En 1996, Michi Gaigg et Carin van Heerden, toutes deux enseignantes à l’université privée Anton Bruckner de Linz, fondaient L’Orfeo Barockorchester. Depuis, Michi Gaigg dirige désormais surtout l’ensemble, après l’avoir longtemps mené comme premier violon. De leur passion commune pour Bach, Rameau et la musique française est né l’un des ensembles autrichiens sur instruments d’époque les plus marquants. Dans cet entretien, les deux fondatrices évoquent leurs découvertes artistiques, du baroque au premier romantisme, la recherche d’un son immédiatement identifiable, les défis d’un orchestre indépendant sur la scène internationale – plus encore lorsqu’il est porté par deux femmes – et les expériences qui ont façonné L’Orfeo au fil de trois décennies bien remplies.

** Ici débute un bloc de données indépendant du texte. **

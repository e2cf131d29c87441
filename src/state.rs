//! Per-persona affect state and the exponential-moving-average update.
//!
//! [`PersonaState`] is the only mutable record this engine owns: one
//! emotion vector, a lazily growing relation graph, and the current
//! phase-weight distribution. It is created zero-initialized on a
//! persona's first turn, mutated exactly once per turn, and persisted
//! by the caller (or by [`crate::store::PersonaStateStore`]).

use std::collections::BTreeMap;

use serde::{Deserialize, Serialize};

use crate::axes::{EmotionAxes, RelationAxes};
use crate::delta::Delta;

/// Relationship targets by name, each with its own 6-axis stance.
///
/// Grows lazily: a target springs into existence with the zero vector
/// the first time a delta mentions it. Nothing in the engine ever
/// removes a target.
pub type RelationGraph = BTreeMap<String, RelationAxes>;

/// Default smoothing constant for the EMA update.
pub const DEFAULT_ALPHA: f64 = 0.3;

// ============================================================================
// PersonaState
// ============================================================================

/// The complete evolving state of one persona.
#[derive(Debug, Clone, Default, PartialEq, Serialize, Deserialize)]
pub struct PersonaState {
    /// The persona's own 8-axis emotional state.
    #[serde(default)]
    pub emotion_axes: EmotionAxes,

    /// Stance toward each known relationship target.
    #[serde(default)]
    pub relations: RelationGraph,

    /// Probability distribution over the persona's phases. Sums to 1
    /// once the scheduler has run; empty before the first turn or when
    /// the persona defines no phases.
    #[serde(default)]
    pub phase_weights: BTreeMap<String, f64>,

    /// Arg-max of `phase_weights`, when one exists.
    #[serde(default, skip_serializing_if = "Option::is_none")]
    pub dominant_phase: Option<String>,
}

impl PersonaState {
    /// Fresh state for a persona's first turn: all axes zero, with the
    /// conversation partner already present in the relation graph.
    pub fn initial() -> Self {
        let mut relations = RelationGraph::new();
        relations.insert("user".to_string(), RelationAxes::zero());
        Self {
            relations,
            ..Self::default()
        }
    }
}

// ============================================================================
// EMA update
// ============================================================================

/// Blend the prior state with one turn's delta.
///
/// For every emotion axis: `new = clamp((1-alpha)*old + alpha*delta)`.
/// An axis the delta does not mention contributes a change of 0.0, so
/// emotion always decays toward neutral on a quiet turn. A malformed
/// component skips the axis entirely, retaining the old value.
///
/// Relations are asymmetric with emotion on purpose: only targets the
/// delta mentions are updated (new targets start from the zero
/// vector); every other target carries over exactly, with no decay.
///
/// Phase weights and the dominant phase pass through unchanged — the
/// scheduler owns those.
pub fn update_axes(old: &PersonaState, delta: &Delta, alpha: f64) -> PersonaState {
    let mut new = old.clone();

    let old_emotion = old.emotion_axes.entries();
    for ((axis, old_val), change) in old_emotion.into_iter().zip(delta.emotion_axes.changes()) {
        if let Some(d) = change.applied() {
            new.emotion_axes.set(axis, (1.0 - alpha) * old_val + alpha * d);
        }
    }

    for (target, target_delta) in &delta.relations {
        let axes = new
            .relations
            .entry(target.clone())
            .or_insert_with(RelationAxes::zero);
        let old_values = axes.entries();
        for ((axis, old_val), change) in old_values.into_iter().zip(target_delta.changes()) {
            if let Some(d) = change.applied() {
                axes.set(axis, (1.0 - alpha) * old_val + alpha * d);
            }
        }
    }

    new
}

// ============================================================================
// Tests
// ============================================================================
//! Fixed-dimension axis vectors — the atomic unit of persona state.
//!
//! Two flavors share the same machinery:
//!
//! - [`RelationAxes`]: 6 named axes describing the stance toward one
//!   relationship target (Trust, Familiarity, Hostility, Dominance,
//!   Empathy, Instrumentality).
//! - [`EmotionAxes`]: 8 named axes over Plutchik's wheel (joy, trust,
//!   fear, surprise, sadness, disgust, anger, anticipation).
//!
//! Every value lives in `[-1.0, 1.0]` and is clamped on every write,
//! including deserialization. Missing JSON keys default to 0.0 and
//! unknown keys are ignored, so a partially populated object is always
//! accepted.
//!
//! [`RelationBias`] and [`EmotionBias`] are the *unclamped* companions
//! used by phase definitions: persona-authored weights over the same
//! axes. They are range-checked once at catalog load instead of being
//! silently clamped.

use serde::{Deserialize, Deserializer, Serialize};

/// Names of the 6 relation axes, in canonical order.
pub const RELATION_AXIS_NAMES: [&str; 6] = [
    "Trust",
    "Familiarity",
    "Hostility",
    "Dominance",
    "Empathy",
    "Instrumentality",
];

/// Names of the 8 emotion axes (Plutchik's wheel), in canonical order.
pub const EMOTION_AXIS_NAMES: [&str; 8] = [
    "joy",
    "trust",
    "fear",
    "surprise",
    "sadness",
    "disgust",
    "anger",
    "anticipation",
];

/// Clamp a state value into the axis range.
pub fn clamp_axis(v: f64) -> f64 {
    if v.is_finite() {
        v.clamp(-1.0, 1.0)
    } else {
        0.0
    }
}

fn de_clamped<'de, D>(deserializer: D) -> Result<f64, D::Error>
where
    D: Deserializer<'de>,
{
    Ok(clamp_axis(f64::deserialize(deserializer)?))
}

// ============================================================================
// RelationAxes
// ============================================================================

/// Stance toward one relationship target, one clamped scalar per axis.
#[derive(Debug, Clone, Copy, Default, PartialEq, Serialize, Deserialize)]
pub struct RelationAxes {
    #[serde(rename = "Trust", default, deserialize_with = "de_clamped")]
    pub trust: f64,
    #[serde(rename = "Familiarity", default, deserialize_with = "de_clamped")]
    pub familiarity: f64,
    #[serde(rename = "Hostility", default, deserialize_with = "de_clamped")]
    pub hostility: f64,
    #[serde(rename = "Dominance", default, deserialize_with = "de_clamped")]
    pub dominance: f64,
    #[serde(rename = "Empathy", default, deserialize_with = "de_clamped")]
    pub empathy: f64,
    #[serde(rename = "Instrumentality", default, deserialize_with = "de_clamped")]
    pub instrumentality: f64,
}

impl RelationAxes {
    /// The zero vector — the state of a freshly created relationship.
    pub fn zero() -> Self {
        Self::default()
    }

    /// Values in canonical axis order.
    pub fn values(&self) -> [f64; 6] {
        [
            self.trust,
            self.familiarity,
            self.hostility,
            self.dominance,
            self.empathy,
            self.instrumentality,
        ]
    }

    /// `(axis name, value)` pairs in canonical order.
    pub fn entries(&self) -> [(&'static str, f64); 6] {
        let v = self.values();
        [
            (RELATION_AXIS_NAMES[0], v[0]),
            (RELATION_AXIS_NAMES[1], v[1]),
            (RELATION_AXIS_NAMES[2], v[2]),
            (RELATION_AXIS_NAMES[3], v[3]),
            (RELATION_AXIS_NAMES[4], v[4]),
            (RELATION_AXIS_NAMES[5], v[5]),
        ]
    }

    /// Look up a value by axis name.
    pub fn get(&self, axis: &str) -> Option<f64> {
        match axis {
            "Trust" => Some(self.trust),
            "Familiarity" => Some(self.familiarity),
            "Hostility" => Some(self.hostility),
            "Dominance" => Some(self.dominance),
            "Empathy" => Some(self.empathy),
            "Instrumentality" => Some(self.instrumentality),
            _ => None,
        }
    }

    /// Write a value by axis name, clamped into range.
    ///
    /// Returns `false` for an unknown axis name.
    pub fn set(&mut self, axis: &str, value: f64) -> bool {
        let value = clamp_axis(value);
        match axis {
            "Trust" => self.trust = value,
            "Familiarity" => self.familiarity = value,
            "Hostility" => self.hostility = value,
            "Dominance" => self.dominance = value,
            "Empathy" => self.empathy = value,
            "Instrumentality" => self.instrumentality = value,
            _ => return false,
        }
        true
    }
}

// ============================================================================
// EmotionAxes
// ============================================================================

/// The persona's own emotional state, one clamped scalar per axis.
#[derive(Debug, Clone, Copy, Default, PartialEq, Serialize, Deserialize)]
pub struct EmotionAxes {
    #[serde(default, deserialize_with = "de_clamped")]
    pub joy: f64,
    #[serde(default, deserialize_with = "de_clamped")]
    pub trust: f64,
    #[serde(default, deserialize_with = "de_clamped")]
    pub fear: f64,
    #[serde(default, deserialize_with = "de_clamped")]
    pub surprise: f64,
    #[serde(default, deserialize_with = "de_clamped")]
    pub sadness: f64,
    #[serde(default, deserialize_with = "de_clamped")]
    pub disgust: f64,
    #[serde(default, deserialize_with = "de_clamped")]
    pub anger: f64,
    #[serde(default, deserialize_with = "de_clamped")]
    pub anticipation: f64,
}

impl EmotionAxes {
    /// The neutral (all-zero) emotional state.
    pub fn zero() -> Self {
        Self::default()
    }

    /// Values in canonical axis order.
    pub fn values(&self) -> [f64; 8] {
        [
            self.joy,
            self.trust,
            self.fear,
            self.surprise,
            self.sadness,
            self.disgust,
            self.anger,
            self.anticipation,
        ]
    }

    /// `(axis name, value)` pairs in canonical order.
    pub fn entries(&self) -> [(&'static str, f64); 8] {
        let v = self.values();
        let mut out = [("", 0.0); 8];
        for i in 0..8 {
            out[i] = (EMOTION_AXIS_NAMES[i], v[i]);
        }
        out
    }

    /// Look up a value by axis name.
    pub fn get(&self, axis: &str) -> Option<f64> {
        match axis {
            "joy" => Some(self.joy),
            "trust" => Some(self.trust),
            "fear" => Some(self.fear),
            "surprise" => Some(self.surprise),
            "sadness" => Some(self.sadness),
            "disgust" => Some(self.disgust),
            "anger" => Some(self.anger),
            "anticipation" => Some(self.anticipation),
            _ => None,
        }
    }

    /// Write a value by axis name, clamped into range.
    ///
    /// Returns `false` for an unknown axis name.
    pub fn set(&mut self, axis: &str, value: f64) -> bool {
        let value = clamp_axis(value);
        match axis {
            "joy" => self.joy = value,
            "trust" => self.trust = value,
            "fear" => self.fear = value,
            "surprise" => self.surprise = value,
            "sadness" => self.sadness = value,
            "disgust" => self.disgust = value,
            "anger" => self.anger = value,
            "anticipation" => self.anticipation = value,
            _ => return false,
        }
        true
    }
}

// ============================================================================
// Bias weights (phase-authored, unclamped)
// ============================================================================

/// Weights over the relation axes, as authored in a phase definition.
///
/// Unlike [`RelationAxes`], values are stored as written; the catalog
/// loader rejects anything non-finite or outside `[-1.0, 1.0]`.
#[derive(Debug, Clone, Copy, Default, PartialEq, Serialize, Deserialize)]
pub struct RelationBias {
    #[serde(rename = "Trust", default)]
    pub trust: f64,
    #[serde(rename = "Familiarity", default)]
    pub familiarity: f64,
    #[serde(rename = "Hostility", default)]
    pub hostility: f64,
    #[serde(rename = "Dominance", default)]
    pub dominance: f64,
    #[serde(rename = "Empathy", default)]
    pub empathy: f64,
    #[serde(rename = "Instrumentality", default)]
    pub instrumentality: f64,
}

impl RelationBias {
    /// Values in canonical axis order.
    pub fn values(&self) -> [f64; 6] {
        [
            self.trust,
            self.familiarity,
            self.hostility,
            self.dominance,
            self.empathy,
            self.instrumentality,
        ]
    }

    /// Dot product against a raw per-axis vector in canonical order.
    pub fn dot(&self, other: &[f64; 6]) -> f64 {
        self.values()
            .iter()
            .zip(other.iter())
            .map(|(a, b)| a * b)
            .sum()
    }

    /// Accumulate `w * other` into `self`, axis by axis.
    pub fn add_scaled(&mut self, other: &Self, w: f64) {
        self.trust += w * other.trust;
        self.familiarity += w * other.familiarity;
        self.hostility += w * other.hostility;
        self.dominance += w * other.dominance;
        self.empathy += w * other.empathy;
        self.instrumentality += w * other.instrumentality;
    }

    /// Check that every weight is finite and within `[-1.0, 1.0]`.
    pub fn validate(&self) -> Result<(), String> {
        validate_weights(&self.values(), &RELATION_AXIS_NAMES)
    }
}

/// Weights over the emotion axes, as authored in a phase definition.
#[derive(Debug, Clone, Copy, Default, PartialEq, Serialize, Deserialize)]
pub struct EmotionBias {
    #[serde(default)]
    pub joy: f64,
    #[serde(default)]
    pub trust: f64,
    #[serde(default)]
    pub fear: f64,
    #[serde(default)]
    pub surprise: f64,
    #[serde(default)]
    pub sadness: f64,
    #[serde(default)]
    pub disgust: f64,
    #[serde(default)]
    pub anger: f64,
    #[serde(default)]
    pub anticipation: f64,
}

impl EmotionBias {
    /// Values in canonical axis order.
    pub fn values(&self) -> [f64; 8] {
        [
            self.joy,
            self.trust,
            self.fear,
            self.surprise,
            self.sadness,
            self.disgust,
            self.anger,
            self.anticipation,
        ]
    }

    /// Dot product against a raw per-axis vector in canonical order.
    pub fn dot(&self, other: &[f64; 8]) -> f64 {
        self.values()
            .iter()
            .zip(other.iter())
            .map(|(a, b)| a * b)
            .sum()
    }

    /// Accumulate `w * other` into `self`, axis by axis.
    pub fn add_scaled(&mut self, other: &Self, w: f64) {
        self.joy += w * other.joy;
        self.trust += w * other.trust;
        self.fear += w * other.fear;
        self.surprise += w * other.surprise;
        self.sadness += w * other.sadness;
        self.disgust += w * other.disgust;
        self.anger += w * other.anger;
        self.anticipation += w * other.anticipation;
    }

    /// Check that every weight is finite and within `[-1.0, 1.0]`.
    pub fn validate(&self) -> Result<(), String> {
        validate_weights(&self.values(), &EMOTION_AXIS_NAMES)
    }
}

fn validate_weights(values: &[f64], names: &[&str]) -> Result<(), String> {
    for (v, name) in values.iter().zip(names.iter()) {
        if !v.is_finite() {
            return Err(format!("bias '{}' is not a finite number", name));
        }
        if !(-1.0..=1.0).contains(v) {
            return Err(format!("bias '{}' = {} is outside [-1.0, 1.0]", name, v));
        }
    }
    Ok(())
}

// ============================================================================
// Tests
// ============================================================================
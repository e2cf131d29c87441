//! Style-profile cache — time- and size-bounded memoization of the
//! expensive style-directive build.
//!
//! The style directive is produced by an external generation backend,
//! so a turn whose affect state is *close enough* to a previous turn
//! should reuse the previous directive. "Close enough" is decided by
//! quantizing every continuous input before hashing: axis hints snap
//! to a 0.25 grid, the full phase-weight distribution is bucketed (no
//! top-K truncation, so a reversal between two close phases always
//! changes the key), and intensity is rounded to two decimals.
//!
//! Accepted limitations, by design rather than accident:
//!
//! - The cache is process-local and carries no persistence. A restart
//!   clears it; the next turn simply rebuilds. This is a staleness
//!   source the surrounding system accepts.
//! - Two threads racing to fill the same miss will both invoke the
//!   builder; the last write wins. The lock is released around the
//!   builder call on purpose — a builder can block for seconds and
//!   must not stall unrelated keys.
//! - The builder has no timeout and no cancellation; callers enforce
//!   their own deadlines.

use std::collections::HashMap;
use std::sync::atomic::{AtomicU64, Ordering};
use std::sync::Arc;
use std::time::Duration;

use chrono::Utc;
use log::debug;
use parking_lot::Mutex;
use serde::Serialize;
use sha2::{Digest, Sha256};

use crate::axes::{EmotionAxes, RelationAxes};

// ============================================================================
// Clock
// ============================================================================

/// Time source for entry ages, injectable so tests control TTL exactly.
pub trait Clock: Send + Sync {
    /// Time elapsed since the clock's epoch.
    fn now(&self) -> Duration;
}

/// Wall-clock time since the Unix epoch.
#[derive(Debug, Clone, Copy, Default)]
pub struct SystemClock;

impl Clock for SystemClock {
    fn now(&self) -> Duration {
        Duration::from_millis(Utc::now().timestamp_millis().max(0) as u64)
    }
}

/// A clock that only moves when told to. Test harness.
#[derive(Debug, Default)]
pub struct ManualClock {
    now: Mutex<Duration>,
}

impl ManualClock {
    pub fn new(start: Duration) -> Self {
        Self {
            now: Mutex::new(start),
        }
    }

    pub fn advance(&self, by: Duration) {
        *self.now.lock() += by;
    }
}

impl Clock for ManualClock {
    fn now(&self) -> Duration {
        *self.now.lock()
    }
}

// ============================================================================
// Quantization and fingerprints
// ============================================================================

/// Snap one axis value to the nearest multiple of `step` after
/// clamping into `[-1.0, 1.0]`.
pub fn quantize_axis(value: f64, step: f64) -> f64 {
    let v = if value.is_finite() {
        value.clamp(-1.0, 1.0)
    } else {
        0.0
    };
    round4((v / step).round() * step)
}

/// Bucket a full phase-weight distribution into a stable signature.
///
/// Names come out in lexicographic order. With `scale_by_count`, each
/// weight is multiplied by the phase count before bucketing, so the
/// same *relative* dominance pattern hashes identically regardless of
/// how many phases the persona defines.
pub fn quantize_phase_signature(
    weights: &std::collections::BTreeMap<String, f64>,
    step: f64,
    scale_by_count: bool,
) -> Vec<(String, f64)> {
    let n = weights.len();
    if n == 0 {
        return Vec::new();
    }

    weights
        .iter()
        .map(|(name, w)| {
            let w = if w.is_finite() { w.clamp(0.0, 1.0) } else { 0.0 };
            let x = if scale_by_count { w * n as f64 } else { w };
            (name.clone(), round4((x / step).round() * step))
        })
        .collect()
}

// Keys compare as strings after serialization; four decimals kill
// float representation jitter without merging distinct buckets.
fn round4(v: f64) -> f64 {
    (v * 10_000.0).round() / 10_000.0
}

/// The inputs that identify one style directive.
#[derive(Debug, Clone, Copy)]
pub struct StyleProfileKey<'a> {
    /// Persona identity.
    pub persona: &'a str,
    /// Current phase-weight distribution.
    pub phase_weights: &'a std::collections::BTreeMap<String, f64>,
    /// Relation stance toward the conversation partner, if any.
    pub relation_hint: Option<&'a RelationAxes>,
    /// Current emotional state, if any.
    pub emotion_hint: Option<&'a EmotionAxes>,
    /// Style intensity in `[0.0, 1.0]`.
    pub intensity: f64,
}

#[derive(Serialize)]
struct KeyPayload<'a> {
    persona: &'a str,
    phase: Vec<(String, f64)>,
    rel: Vec<(&'static str, f64)>,
    emo: Vec<(&'static str, f64)>,
    int: f64,
}

impl StyleProfileKey<'_> {
    /// Serialize the quantized key material canonically and hash it to
    /// a fixed-length hex fingerprint.
    ///
    /// The fused description text deliberately stays out of the key:
    /// string jitter there would defeat the quantization.
    pub fn fingerprint(&self, config: &CacheConfig) -> String {
        let rel: Vec<(&'static str, f64)> = self
            .relation_hint
            .map(|axes| {
                axes.entries()
                    .into_iter()
                    .map(|(name, v)| (name, quantize_axis(v, config.axis_step)))
                    .collect()
            })
            .unwrap_or_default();
        let emo: Vec<(&'static str, f64)> = self
            .emotion_hint
            .map(|axes| {
                axes.entries()
                    .into_iter()
                    .map(|(name, v)| (name, quantize_axis(v, config.axis_step)))
                    .collect()
            })
            .unwrap_or_default();

        let payload = KeyPayload {
            persona: self.persona,
            phase: quantize_phase_signature(
                self.phase_weights,
                config.phase_step,
                config.scale_phase_weights,
            ),
            rel,
            emo,
            int: (self.intensity * 100.0).round() / 100.0,
        };

        let raw = serde_json::to_vec(&payload).expect("key payload is always serializable");
        hex::encode(Sha256::digest(&raw))
    }
}

// ============================================================================
// Cache
// ============================================================================

/// Tuning knobs for [`StyleProfileCache`].
#[derive(Debug, Clone, Copy, PartialEq)]
pub struct CacheConfig {
    /// Maximum entry age before it counts as a miss.
    pub ttl: Duration,
    /// Entry budget enforced by the size sweep.
    pub max_entries: usize,
    /// Quantization step for relation/emotion hints.
    pub axis_step: f64,
    /// Quantization step for the phase-weight signature.
    pub phase_step: f64,
    /// Rescale phase weights by the phase count before bucketing.
    pub scale_phase_weights: bool,
}

impl Default for CacheConfig {
    fn default() -> Self {
        Self {
            ttl: Duration::from_secs(3600),
            max_entries: 256,
            axis_step: 0.25,
            phase_step: 0.25,
            scale_phase_weights: true,
        }
    }
}

/// One memoized style directive.
#[derive(Debug, Clone, PartialEq)]
pub struct CacheEntry {
    /// The built directive text.
    pub value: String,
    /// Clock reading at insertion.
    pub created_at: Duration,
}

/// In-process, bounded memoization of style directives.
///
/// An explicit object rather than process-global state: callers own
/// the instance, inject the clock, and may run several caches side by
/// side.
pub struct StyleProfileCache {
    entries: Mutex<HashMap<String, CacheEntry>>,
    clock: Arc<dyn Clock>,
    config: CacheConfig,
    hits: AtomicU64,
    misses: AtomicU64,
}

impl StyleProfileCache {
    /// Cache on the system clock.
    pub fn new(config: CacheConfig) -> Self {
        Self::with_clock(config, Arc::new(SystemClock))
    }

    /// Cache on an injected clock.
    pub fn with_clock(config: CacheConfig, clock: Arc<dyn Clock>) -> Self {
        Self {
            entries: Mutex::new(HashMap::new()),
            clock,
            config,
            hits: AtomicU64::new(0),
            misses: AtomicU64::new(0),
        }
    }

    /// The configuration this cache was built with.
    pub fn config(&self) -> &CacheConfig {
        &self.config
    }

    /// Fingerprint key material using this cache's quantization steps.
    pub fn fingerprint(&self, key: &StyleProfileKey<'_>) -> String {
        key.fingerprint(&self.config)
    }

    /// Return the cached directive for `key`, or invoke `builder`,
    /// store its output, and return it.
    ///
    /// A builder error propagates to the caller and nothing is cached
    /// for the key, so a transient backend failure cannot poison
    /// later turns.
    pub fn get_or_build<F>(&self, key: &str, builder: F) -> anyhow::Result<String>
    where
        F: FnOnce() -> anyhow::Result<String>,
    {
        if let Some(value) = self.get(key) {
            let hits = self.hits.fetch_add(1, Ordering::Relaxed) + 1;
            debug!(
                "style profile hit key={} hits={} misses={}",
                short(key),
                hits,
                self.misses.load(Ordering::Relaxed)
            );
            return Ok(value);
        }

        let misses = self.misses.fetch_add(1, Ordering::Relaxed) + 1;
        debug!(
            "style profile miss key={} hits={} misses={}",
            short(key),
            self.hits.load(Ordering::Relaxed),
            misses
        );

        // Lock intentionally not held across the builder call; see the
        // module docs for the duplicate-build consequence.
        let value = builder()?;
        self.put(key, value.clone());
        Ok(value)
    }

    /// TTL-checked lookup. An expired entry is evicted immediately and
    /// reported as a miss.
    pub fn get(&self, key: &str) -> Option<String> {
        let now = self.clock.now();
        let mut entries = self.entries.lock();
        match entries.get(key) {
            Some(entry) if age(now, entry.created_at) <= self.config.ttl => {
                Some(entry.value.clone())
            }
            Some(_) => {
                entries.remove(key);
                None
            }
            None => None,
        }
    }

    /// Insert a directive and run the eviction sweep.
    pub fn put(&self, key: &str, value: String) {
        let created_at = self.clock.now();
        {
            let mut entries = self.entries.lock();
            entries.insert(key.to_string(), CacheEntry { value, created_at });
        }
        self.gc();
    }

    /// Two-phase sweep: drop everything past the TTL first; only when
    /// that removed nothing, evict oldest-by-creation entries until
    /// the size budget holds. Returns the number of entries removed.
    pub fn gc(&self) -> usize {
        let now = self.clock.now();
        let mut entries = self.entries.lock();

        let before = entries.len();
        entries.retain(|_, entry| age(now, entry.created_at) <= self.config.ttl);
        let mut removed = before - entries.len();

        if removed == 0 && entries.len() > self.config.max_entries {
            let mut by_age: Vec<(String, Duration)> = entries
                .iter()
                .map(|(k, e)| (k.clone(), e.created_at))
                .collect();
            by_age.sort_by_key(|(_, created_at)| *created_at);

            let over = entries.len() - self.config.max_entries;
            for (key, _) in by_age.into_iter().take(over) {
                entries.remove(&key);
                removed += 1;
            }
        }

        removed
    }

    /// `(hits, misses)` since construction.
    pub fn stats(&self) -> (u64, u64) {
        (
            self.hits.load(Ordering::Relaxed),
            self.misses.load(Ordering::Relaxed),
        )
    }

    pub fn len(&self) -> usize {
        self.entries.lock().len()
    }

    pub fn is_empty(&self) -> bool {
        self.len() == 0
    }

    pub fn clear(&self) {
        self.entries.lock().clear();
    }
}

fn age(now: Duration, created_at: Duration) -> Duration {
    now.checked_sub(created_at).unwrap_or_default()
}

fn short(key: &str) -> &str {
    &key[..key.len().min(8)]
}

// ============================================================================
// Tests
// ============================================================================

L’Orfeo Barockorchester fête cette année ses 30 ans. Lorsque vous avez fondé l’orchestre, pensiez-vous un jour célébrer un tel anniversaire ?
C. v. H. : Oui, fonder cet orchestre a été une décision pour la vie. Nous ne pensions sans doute pas concrètement aux trente ans, mais l’idée d’un engagement presque à vie était déjà là.
Quel a été, à l’époque, l’élément déclencheur de la création de l’orchestre ?
M. G. : Eh bien, nous nous sommes rencontrées à l’université Bruckner, et c’est là que nous avons fondé l’orchestre. Toutes les deux, nous aimions Rameau et la musique française. À l’époque, c’était assez inhabituel, et c’était une belle affinité, car la plupart de nos collègues penchaient plutôt vers la musique italienne. Carin dirigeait alors les classes d’instruments à vent – flûte à bec et hautbois –, tandis que j’enseignais dans les classes de violon et d’alto, et nous avions toutes les deux, vers 1996, de très belles classes. De mon côté, le projet L’Arpa Festante venait aussi de s’achever, et je savais que la vie avec un orchestre était fatigante, mais que la vie sans orchestre serait triste. Enfant unique, j’ai toujours voulu faire partie d’un groupe (rires), et Carin, surtout en tant que hautboïste, avait très envie d’orchestre.
C. v. H. : Et puis nous étions toutes les deux venues d’ailleurs pour nous installer à Linz, et nous avions constaté qu’il ne s’y passait tout simplement pas grand-chose – et que, dans ce pays très marqué par le catholicisme, il n’existait aucune véritable tradition Bach.